Viva Radetzky! Che ci ha liberati da sventure ben peggiori, da quel Cavour che avrebbe voluto farci tutti piemontesi, da quel Garibaldi volgare e violento, o da quel Cattaneo che sognava una Lombardia diversa: e pensava addirittura al federalismo. Ma si sa, il federalismo è il compimento massimo della democrazia, impone un’identità nazionale talmente forte da non temere, anzi da trarre giovamento dalle autonomie: uniti nella diversità, quante fandonie! Lumbard tass! C’è l’Asburgo che parla per te. Tutto il resto è inutile, ci basta una monarchia tedesca che decide per noi. Che ce ne facciamo della democrazia e dell’Italia? Wir sprechen Deutsch! Osterreich uber alles!
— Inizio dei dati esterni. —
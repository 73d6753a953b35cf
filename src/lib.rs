// SPDX-FileCopyrightText: 2026 Bruno Meilick
// SPDX-License-Identifier: LicenseRef-Nereid-FreeUse-NoCopy-NoDerivatives
//
// All rights reserved.
//
// This file is part of glyphtree and is proprietary software.
// Unauthorized copying, modification, or distribution is prohibited.

//! glyphtree — binary trees as ASCII art.
//!
//! Every node becomes a small circle glyph placed by inorder position and depth; parents and
//! children are joined by `/`, `\` or `|` connectors.
//!
//! ```
//! use glyphtree::{render_tree, TreeNode};
//!
//! let tree = TreeNode::new("5");
//! let text = render_tree(Some(&tree)).expect("render");
//! assert!(text.starts_with("  ___\n /   \\\n|  5  |\n"));
//! ```

pub mod layout;
pub mod model;
pub mod render;

pub use layout::{layout_tree, layout_tree_with_options, LayoutError, LayoutOptions, TreeLayout};
pub use model::{parse_tree_json, NodePath, Side, TreeNode, TreeParseError};
pub use render::{
    render_layout, render_tree, render_tree_annotated, render_tree_annotated_with_options,
    render_tree_with_options, AnnotatedRender, TreeRenderError,
};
17 marzo: l’è al dì di mort, alegher!

L’ordinamento del regno

“La dottrina d’assoluto accentramento, ora posta inanzi da’ suoi avversarii come cosa propria, stringe tutta l’azione legislativa in un solo parlamento. Da questo, come nell’antica costituzione data novecento anni fa dagli Ottoni, si balza senza intermezzo ai municipii. ch’erano allora le attuali provincie. Ma non si badò per nulla che le provincie sono da secoli aggruppate in sistemi legislativi, sovra principii capitalmente diversi. rappresentanti nei singoli Stati della penisola e nelle tre isole ordini molto diversi di civiltà. Perioché, mentre negli Stati Romani, in Sardegna, in Sicilia, in Corsica, sopravivono molte tradizioni del medio evo, la Toscana in molte cose, la Lombardia in alcune altre, sono veramente all’avanguardia del progresso. Il Piemonte afferrando l’egemonia militare, doveva porsi in grado di precedere anche coll’egemonia civile. Ma gli uomini che si fecero per dodici anni arbitri delle cose, paghi d’esercitar la potenza e non curanti di farsene strumento di progresso, si lasciarono sopragiungere dagli eventi. Quindi la necessità d’applicare in fretta e in furia i pieni poteri a riparare i danni dell’ostinata inerzia, e di moltiplicare li atti legislativi, intantoché non vi erano i legislatori. Ma il Piemonte, anche addensando in sei mesi i progressi d’un secolo, si trovò inferiore in diritto penale alla Toscana, in diritto civile a Parma, in ordini comunali alla Lombardia; ebbe la disgrazia d’apportare ai popoli, come un beneficio, nuove leggi ch’essi accolsero come un disturbo e un danno. Li assennati riputarono un vituperio che il popolo preferisse le leggi austriache alle italiane, e non si avvidero che il vituperio era che le leggi italiane potessero apparire peggiori delle austriache. Ogni mutazione di leggi, che non sia un vero miglioramento, è un danno; perché sospende il rapido corso delle transazioni, diffonde una dubiezza universale, rende insufficienti tutte le cognizioni pratiche, costringe gli uomini a rifar da capo tutti i loro giudizii e calcoli”.